> Data under study:
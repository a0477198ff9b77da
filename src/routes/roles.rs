use actix_web::{HttpRequest, HttpResponse, Result as ActixResult, web};
use once_cell::sync::Lazy;

use crate::middlewares::{self, RequirePermission};
use crate::models::permissions::codes;
use crate::models::roles::requests::{
    AssignPermissionsRequest, CreateRoleRequest, RoleListParams, UpdateRoleRequest,
};
use crate::services::RoleService;
use crate::utils::SafeIDI64;

// 懒加载的全局 RoleService 实例
static ROLE_SERVICE: Lazy<RoleService> = Lazy::new(RoleService::new_lazy);

pub async fn list_roles(
    req: HttpRequest,
    query: web::Query<RoleListParams>,
) -> ActixResult<HttpResponse> {
    ROLE_SERVICE.list_roles(query.into_inner(), &req).await
}

pub async fn list_all_roles(req: HttpRequest) -> ActixResult<HttpResponse> {
    ROLE_SERVICE.list_all_roles(&req).await
}

pub async fn create_role(
    req: HttpRequest,
    role: web::Json<CreateRoleRequest>,
) -> ActixResult<HttpResponse> {
    ROLE_SERVICE.create_role(role.into_inner(), &req).await
}

pub async fn get_role(req: HttpRequest, role_id: SafeIDI64) -> ActixResult<HttpResponse> {
    ROLE_SERVICE.get_role(role_id.0, &req).await
}

pub async fn update_role(
    req: HttpRequest,
    role_id: SafeIDI64,
    update: web::Json<UpdateRoleRequest>,
) -> ActixResult<HttpResponse> {
    ROLE_SERVICE
        .update_role(role_id.0, update.into_inner(), &req)
        .await
}

pub async fn delete_role(req: HttpRequest, role_id: SafeIDI64) -> ActixResult<HttpResponse> {
    ROLE_SERVICE.delete_role(role_id.0, &req).await
}

pub async fn get_role_permissions(
    req: HttpRequest,
    role_id: SafeIDI64,
) -> ActixResult<HttpResponse> {
    ROLE_SERVICE.get_role_permissions(role_id.0, &req).await
}

pub async fn assign_permissions(
    req: HttpRequest,
    role_id: SafeIDI64,
    assign: web::Json<AssignPermissionsRequest>,
) -> ActixResult<HttpResponse> {
    ROLE_SERVICE
        .assign_permissions(role_id.0, assign.into_inner(), &req)
        .await
}

// 配置路由
pub fn configure_role_routes(cfg: &mut web::ServiceConfig) {
    let view = || RequirePermission::any(&[codes::ROLE_VIEW, codes::ROLE_MANAGE]);
    let create = || RequirePermission::any(&[codes::ROLE_CREATE, codes::ROLE_MANAGE]);
    let update = || {
        RequirePermission::any(&[codes::ROLE_UPDATE, codes::ROLE_EDIT, codes::ROLE_MANAGE])
    };
    let delete = || RequirePermission::any(&[codes::ROLE_DELETE, codes::ROLE_MANAGE]);

    cfg.service(
        web::scope("/api/roles")
            .wrap(middlewares::RequireJWT)
            .service(
                web::resource("")
                    .route(web::get().to(list_roles).wrap(view()))
                    .route(web::post().to(create_role).wrap(create())),
            )
            .service(web::resource("/all").route(web::get().to(list_all_roles).wrap(view())))
            .service(
                web::resource("/{id}")
                    .route(web::get().to(get_role).wrap(view()))
                    .route(web::put().to(update_role).wrap(update()))
                    .route(web::delete().to(delete_role).wrap(delete())),
            )
            .service(
                web::resource("/{id}/permissions")
                    .route(web::get().to(get_role_permissions).wrap(view())),
            )
            .service(
                web::resource("/{id}/assign-permissions")
                    .route(web::put().to(assign_permissions).wrap(update())),
            ),
    );
}
//! 用户实体

use sea_orm::entity::prelude::*;

use super::to_datetime;

#[derive(Clone, Debug, PartialEq, DeriveEntityModel)]
#[sea_orm(table_name = "users")]
pub struct Model {
    #[sea_orm(primary_key)]
    pub id: i64,
    #[sea_orm(unique)]
    pub username: String,
    #[sea_orm(unique)]
    pub email: String,
    pub password_hash: String,
    pub real_name: String,
    pub phone: Option<String>,
    pub status: String,
    pub last_login: Option<i64>,
    pub created_at: i64,
    pub updated_at: i64,
}

#[derive(Copy, Clone, Debug, EnumIter, DeriveRelation)]
pub enum Relation {
    #[sea_orm(has_many = "super::user_roles::Entity")]
    UserRoles,
    #[sea_orm(has_one = "super::teachers::Entity")]
    Teacher,
    #[sea_orm(has_one = "super::students::Entity")]
    Student,
}

impl Related<super::user_roles::Entity> for Entity {
    fn to() -> RelationDef {
        Relation::UserRoles.def()
    }
}

impl Related<super::roles::Entity> for Entity {
    fn to() -> RelationDef {
        super::user_roles::Relation::Role.def()
    }

    fn via() -> Option<RelationDef> {
        Some(super::user_roles::Relation::User.def().rev())
    }
}

impl ActiveModelBehavior for ActiveModel {}

// 从数据库模型转换为业务模型
impl Model {
    pub fn into_user(self) -> crate::models::users::entities::User {
        use crate::models::users::entities::{User, UserStatus};

        User {
            id: self.id,
            username: self.username,
            email: self.email,
            password_hash: self.password_hash,
            real_name: self.real_name,
            phone: self.phone,
            status: self.status.parse().unwrap_or(UserStatus::Inactive),
            last_login: self.last_login.map(to_datetime),
            created_at: to_datetime(self.created_at),
            updated_at: to_datetime(self.updated_at),
        }
    }
}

> About this task: Set down the lines of the records exactly, from the first one through the line containing "static ROLE_SERVICE: Lazy<RoleService>", and add nothing else.

> Problem solution:
repository a0477198ff9b77da
filename src/routes/roles.rs
use actix_web::{HttpRequest, HttpResponse, Result as ActixResult, web};
use once_cell::sync::Lazy;

use crate::middlewares::{self, RequirePermission};
use crate::models::permissions::codes;
use crate::models::roles::requests::{
    AssignPermissionsRequest, CreateRoleRequest, RoleListParams, UpdateRoleRequest,
};
use crate::services::RoleService;
use crate::utils::SafeIDI64;

// 懒加载的全局 RoleService 实例
static ROLE_SERVICE: Lazy<RoleService> = Lazy::new(RoleService::new_lazy);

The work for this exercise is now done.